The most significant boost to the campaign was a strategy devised by all stakeholders, including the government, to roll out a door-to-door campaign. This strategy achieved the best results in the areas that the CTAP project was working in as the health surveillance assistants that were engaged in the vaccination campaign already built rapport with the community members and were also assisted by the political, religious and traditional leaders we were utilising as champions for change during the campaign.
Concluding, it’s worthy of note that the research findings and the gaps the research unearthed played a significant role in developing the interventions that effectively addressed the gaps and created demand for vaccination in Malawi.

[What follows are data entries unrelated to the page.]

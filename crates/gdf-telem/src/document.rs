/// Whole-file decoding: header, junk block, then fixes to the end of the buffer.
use std::path::Path;

use tracing::debug;

use crate::{
    cursor::{ByteCursor, ByteWriter},
    protocol::{
        fix::Fix,
        header::{Header, Junk},
        GdfRecord, FIX_LEN,
    },
    Error, GdfResult,
};

/// A fully decoded GDF file. Fix order is file order.
#[derive(Debug, Clone, PartialEq)]
pub struct GdfDocument {
    header: Header,
    junk: Junk,
    fixes: Vec<Fix>,
}

enum DecodeState {
    AwaitingHeader,
    AwaitingFixes(GdfDocument),
    Done(GdfDocument),
}

impl GdfDocument {
    pub fn new(header: Header, junk: Junk, fixes: Vec<Fix>) -> Self {
        Self {
            header,
            junk,
            fixes,
        }
    }

    /// Decode a complete file image. Any structural problem fails the whole document; a
    /// trailing fragment shorter than one fix is [`Error::TruncatedRecord`].
    pub fn decode(bytes: &[u8]) -> GdfResult<Self> {
        let mut cur = ByteCursor::new(bytes);
        let mut state = DecodeState::AwaitingHeader;
        loop {
            state = match state {
                DecodeState::AwaitingHeader => {
                    let header = Header::decode(&mut cur)?;
                    let junk = Junk::decode(&mut cur)?;
                    let fixes = Vec::with_capacity(cur.remaining() / FIX_LEN);
                    DecodeState::AwaitingFixes(GdfDocument::new(header, junk, fixes))
                }
                DecodeState::AwaitingFixes(mut doc) => match cur.remaining() {
                    0 => DecodeState::Done(doc),
                    remaining if remaining < FIX_LEN => {
                        return Err(Error::TruncatedRecord {
                            offset: cur.position(),
                            remaining,
                        });
                    }
                    _ => {
                        doc.fixes.push(Fix::decode(&mut cur)?);
                        DecodeState::AwaitingFixes(doc)
                    }
                },
                DecodeState::Done(doc) => {
                    debug!(
                        "collar {}: decoded {} fixes",
                        doc.header.collar_id,
                        doc.fixes.len()
                    );
                    return Ok(doc);
                }
            }
        }
    }

    pub fn from_file(path: impl AsRef<Path>) -> GdfResult<Self> {
        let bytes = std::fs::read(path.as_ref())?;
        debug!("read {} bytes from {}", bytes.len(), path.as_ref().display());
        Self::decode(&bytes)
    }

    pub fn encode(&self) -> GdfResult<Vec<u8>> {
        let mut w = ByteWriter::new();
        self.header.encode(&mut w)?;
        self.junk.encode(&mut w)?;
        for fix in &self.fixes {
            fix.encode(&mut w)?;
        }
        Ok(w.into_bytes())
    }

    pub fn header(&self) -> &Header {
        &self.header
    }

    pub fn junk(&self) -> &Junk {
        &self.junk
    }

    pub fn fixes(&self) -> &[Fix] {
        &self.fixes
    }

    pub fn collar_id(&self) -> u32 {
        self.header.collar_id
    }

    pub fn len(&self) -> usize {
        self.fixes.len()
    }

    pub fn is_empty(&self) -> bool {
        self.fixes.is_empty()
    }
}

As earlier stated, religious and traditional leaders significantly influenced the uptake and hesitancy of the COVID-19 vaccines that were available in Malawi. (AstraZeneca, Johnson and Johnson and Pfizer). Some religious leaders were at the forefront, informing their flock that taking up the vaccine symbolizes them accepting the mark of the beast, which resulted in many people boycotting the vaccine uptake.
Some of the myths advanced by the political and traditional leaders were that taking up the vaccines would make people infertile and that the western agenda to make Africa sterile would eventually wipe out the black race. And also, some believed that whoever took up the vaccine would die in the next two years. And some thought that the COVID-19 pandemic was a hoax meant to generate money for western pharmaceuticals and that people were not dying from the pandemic. Still, the government is being given money to cook up figures to create fear, resulting in many people seeking vaccination. All these myths, our campaigns and interactions have burst and shared real-life examples as to why these myths are not only lies but disingenuous to attainting immunity against the COVID-19 virus.
In Malawi, we have created a coalition of Journalists, civil society members and other relevant stakeholders who have made it a duty to be forever vigilant in campaigning against COVID-19 vaccine hesitancy and ensuring the health sector works for all citizens of Malawi.